Public V put (K key, V value ){

If (key = null)

Return putForNullKey (value );

Int hash = hash (key. hashCode ());

Int I = indexFor (hash, table. length );

For (Entry E = table [I]; e! = Null; e = e. next ){

Object k;

// Determine whether the currently determined index location has elements with the same hashcode and key. If there are elements with the same hashcode and key, the new value overwrites the original value, and return the old value.

// If the same hashcode exists, the index locations are the same. In this case, check whether their keys are the same. If they are different, a hash conflict occurs.

// After a Hash conflict occurs, an Entry chain is not stored in a single bucket of HashMap.

// The system can only traverse each Entry in order, until the Entry you want to search for is found. If the Entry that you want to search for is located at the end of the Entry chain (the Entry is first placed in the bucket ),

// The system must loop to the end to find this element.

If (e. hash = hash & (k = e. key) = key | key. equals (k ))){

V oldValue = e. value;

E. value = value;

Return oldValue;

}

}

ModCount ++;

AddEntry (hash, key, value, I );

Return null;

}

 

The above program uses an important internal interface: Map. Entry. Each Map. Entry is actually a key-value pair. It can be seen from the above program that when the system decides to store the key-value Pair in HashMap, the value in the Entry is not considered at all. It only calculates and determines the storage location of each Entry based on the key. This also illustrates the previous conclusion: we can regard the value in the Map set as a subsidiary of the key. When the system determines the storage location of the key, the value will be saved there. after my transformation, the HashMap program intentionally constructed a hash conflict because the initial size of HashMap is 16, but I put more than 16 elements in hashmap, and I have blocked its resize () method. Do not allow it to resize. In this case, the underlying array Entry [] table Structure of HashMap is as follows:

The bucket in Hashmap has the form of a single-chain table. A problem to be solved by the hash list is the conflict of hash values. there are usually two methods: the linked list method and the open address method. The linked list method organizes objects with the same hash value into a linked list and places it in the slot corresponding to the hash value. The open address method uses a detection algorithm, when a slot is occupied, continue to find the next slot that can be used. Java. util. HashMap adopts the linked list method. The linked list is a one-way linked list. The core code for creating a single-chain table is as follows:

Void addEntry (int hash, K key, V value, int bucketIndex ){

Entry E = table [bucketIndex];

Table [bucketIndex] = new Entry (Hash, key, value, e );

If (size ++> = threshold)

Resize (2 * table. length );

Bsp;

The code of the above method is very simple, but it contains a design: The system always puts the newly added Entry object to the bucketIndex index of the table Array-if there is already an Entry object at the bucketIndex, the newly added Entry object points to the original Entry object (which generates an Entry chain). If there is no Entry object at the bucketIndex, that is, the e variable in the code above is null, that is, the newly added Entry object points to null, that is, no Entry chain is generated.

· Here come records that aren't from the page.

//! Read path for the published threat status.
//!
//! The query never fails. A missing record means nothing has been published
//! yet; a store failure or undecodable record degrades to a safe response so
//! a storage outage cannot raise an alarm on every client.

use std::sync::Arc;

use chrono::{DateTime, Utc};
use serde::{Deserialize, Serialize};

use crate::alert::activity::hours_active_at;
use crate::logging;
use crate::model::{ThreatStatus, threat_status_path};
use crate::store::{self, VersionedStore};

pub const NO_THREATS_DESCRIPTION: &str = "No active threats detected";
pub const FAILED_CHECK_DESCRIPTION: &str = "Status check failed - defaulting to safe";

/// Published status plus the fields derived at read time.
#[derive(Debug, Clone, PartialEq, Serialize, Deserialize)]
pub struct ThreatView {
    #[serde(flatten)]
    pub status: ThreatStatus,
    pub last_updated: DateTime<Utc>,
    #[serde(default)]
    pub hours_active: u64,
}

impl ThreatView {
    pub fn at(status: ThreatStatus, now: DateTime<Utc>) -> Self {
        let hours_active = hours_active_at(&status, now);
        Self {
            last_updated: status.timestamp,
            hours_active,
            status,
        }
    }
}

/// Body of `GET /status`.
#[derive(Debug, Clone, PartialEq, Serialize, Deserialize)]
pub struct StatusResponse {
    pub threat: ThreatView,
}

impl StatusResponse {
    /// Response used whenever the published status cannot be determined.
    pub fn fallback(now: DateTime<Utc>) -> Self {
        Self {
            threat: ThreatView::at(ThreatStatus::safe(FAILED_CHECK_DESCRIPTION, now), now),
        }
    }
}

pub struct StatusQuery {
    store: Arc<dyn VersionedStore>,
}

impl StatusQuery {
    pub fn new(store: Arc<dyn VersionedStore>) -> Self {
        Self { store }
    }

    pub fn current(&self) -> StatusResponse {
        self.current_at(Utc::now())
    }

    pub fn current_at(&self, now: DateTime<Utc>) -> StatusResponse {
        let path = threat_status_path();
        let status = match store::fetch_record::<ThreatStatus>(&*self.store, path) {
            Ok(Some((status, _))) => status.normalized(),
            Ok(None) => ThreatStatus::safe(NO_THREATS_DESCRIPTION, now),
            Err(e) => {
                logging::log_store_failure(path, "status query", &e);
                return StatusResponse::fallback(now);
            }
        };
        tracing::debug!(level = %status.level, "returning threat status");
        StatusResponse {
            threat: ThreatView::at(status, now),
        }
    }
}
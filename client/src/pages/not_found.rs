//! Not-found page for unmatched navigation paths.

use leptos::prelude::*;

use crate::routes;

/// Rendered for any path with no declared route. During SSR the response
/// status is set to 404 so crawlers and probes see the miss.
#[component]
pub fn NotFoundPage() -> impl IntoView {
    #[cfg(feature = "ssr")]
    {
        if let Some(resp) = use_context::<leptos_axum::ResponseOptions>() {
            resp.set_status(http::StatusCode::NOT_FOUND);
        }
    }

    view! {
        <div class="not-found">
            <h1>"Page not found"</h1>
            <p>"The page you are looking for does not exist."</p>
            <a href=routes::HOME_PATH>"Back to the homepage"</a>
        </div>
    }
}

#[cfg(test)]
#[path = "not_found_test.rs"]
mod tests;
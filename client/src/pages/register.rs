//! Registration page — email + password signup form.

use leptos::prelude::*;

/// Validate the signup form. Returns trimmed-email + password on success.
fn validate_register_input(email: &str, password: &str) -> Result<(String, String), &'static str> {
    let email = email.trim();
    if email.is_empty() || password.is_empty() {
        return Err("Enter both email and password.");
    }
    Ok((email.to_owned(), password.to_owned()))
}

/// Registration form. Posts to `/api/auth/register` and surfaces the
/// outcome inline; a new account still signs in through the login flow.
#[component]
pub fn RegisterPage() -> impl IntoView {
    let email = RwSignal::new(String::new());
    let password = RwSignal::new(String::new());
    let info = RwSignal::new(String::new());
    let busy = RwSignal::new(false);

    let on_submit = move |ev: leptos::ev::SubmitEvent| {
        ev.prevent_default();
        if busy.get() {
            return;
        }
        let (email_value, password_value) = match validate_register_input(&email.get(), &password.get()) {
            Ok(values) => values,
            Err(message) => {
                info.set(message.to_owned());
                return;
            }
        };
        busy.set(true);
        info.set("Creating account...".to_owned());

        #[cfg(feature = "hydrate")]
        leptos::task::spawn_local(async move {
            match crate::net::api::register(&email_value, &password_value).await {
                Ok(message) => info.set(message),
                Err(e) => info.set(format!("Registration failed: {e}")),
            }
            busy.set(false);
        });
        #[cfg(not(feature = "hydrate"))]
        {
            let _ = (email_value, password_value);
        }
    };

    view! {
        <div class="register">
            <h1>"Create your account"</h1>
            <form class="register__form" on:submit=on_submit>
                <input
                    class="register__input"
                    type="email"
                    placeholder="you@example.com"
                    prop:value=move || email.get()
                    on:input=move |ev| email.set(event_target_value(&ev))
                />
                <input
                    class="register__input"
                    type="password"
                    placeholder="Password"
                    prop:value=move || password.get()
                    on:input=move |ev| password.set(event_target_value(&ev))
                />
                <button class="button button--primary" type="submit" disabled=move || busy.get()>
                    "Sign up"
                </button>
            </form>
            <Show when=move || !info.get().is_empty()>
                <p class="register__message">{move || info.get()}</p>
            </Show>
        </div>
    }
}

#[cfg(test)]
#[path = "register_test.rs"]
mod tests;
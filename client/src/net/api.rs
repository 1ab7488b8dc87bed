//! REST API helpers for communicating with the server.
//!
//! Client-side (hydrate): real HTTP calls via `gloo-net`.
//! Server-side (SSR): stubs returning errors since these endpoints are
//! only meaningful in the browser.

#![allow(clippy::unused_async)]

#[cfg(test)]
#[path = "api_test.rs"]
mod api_test;

#[cfg(any(test, feature = "hydrate"))]
fn register_failed_message(status: u16) -> String {
    match status {
        409 => "that email is already registered".to_owned(),
        400 => "check your email and password".to_owned(),
        other => format!("server returned {other}"),
    }
}

/// Register a new account via `POST /api/auth/register`.
/// Returns the server's confirmation message.
///
/// # Errors
///
/// Returns a human-readable error string if the request fails or the
/// server rejects the input.
pub async fn register(email: &str, password: &str) -> Result<String, String> {
    #[cfg(feature = "hydrate")]
    {
        let resp = gloo_net::http::Request::post("/api/auth/register")
            .json(&serde_json::json!({ "email": email, "password": password }))
            .map_err(|e| e.to_string())?
            .send()
            .await
            .map_err(|e| e.to_string())?;
        if !resp.ok() {
            return Err(register_failed_message(resp.status()));
        }

        #[derive(serde::Deserialize)]
        struct RegisterResponse {
            message: String,
        }
        let body: RegisterResponse = resp.json().await.map_err(|e| e.to_string())?;
        Ok(body.message)
    }
    #[cfg(not(feature = "hydrate"))]
    {
        let _ = (email, password);
        Err("not available on server".to_owned())
    }
}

When there is no hash conflict in a HashMap and a single-chain table is not formed, the hashmap search element is very fast. The get () method can directly locate the element, but after a single-chain table appears, A single bucket stores not an Entry, but an Entry chain. The system can only traverse each Entry in order, until the Entry you want to search for is found. If the Entry that you want to search for is located at the end of the Entry chain (the Entry is first placed in the bucket ), then the system must loop to the end to find this element.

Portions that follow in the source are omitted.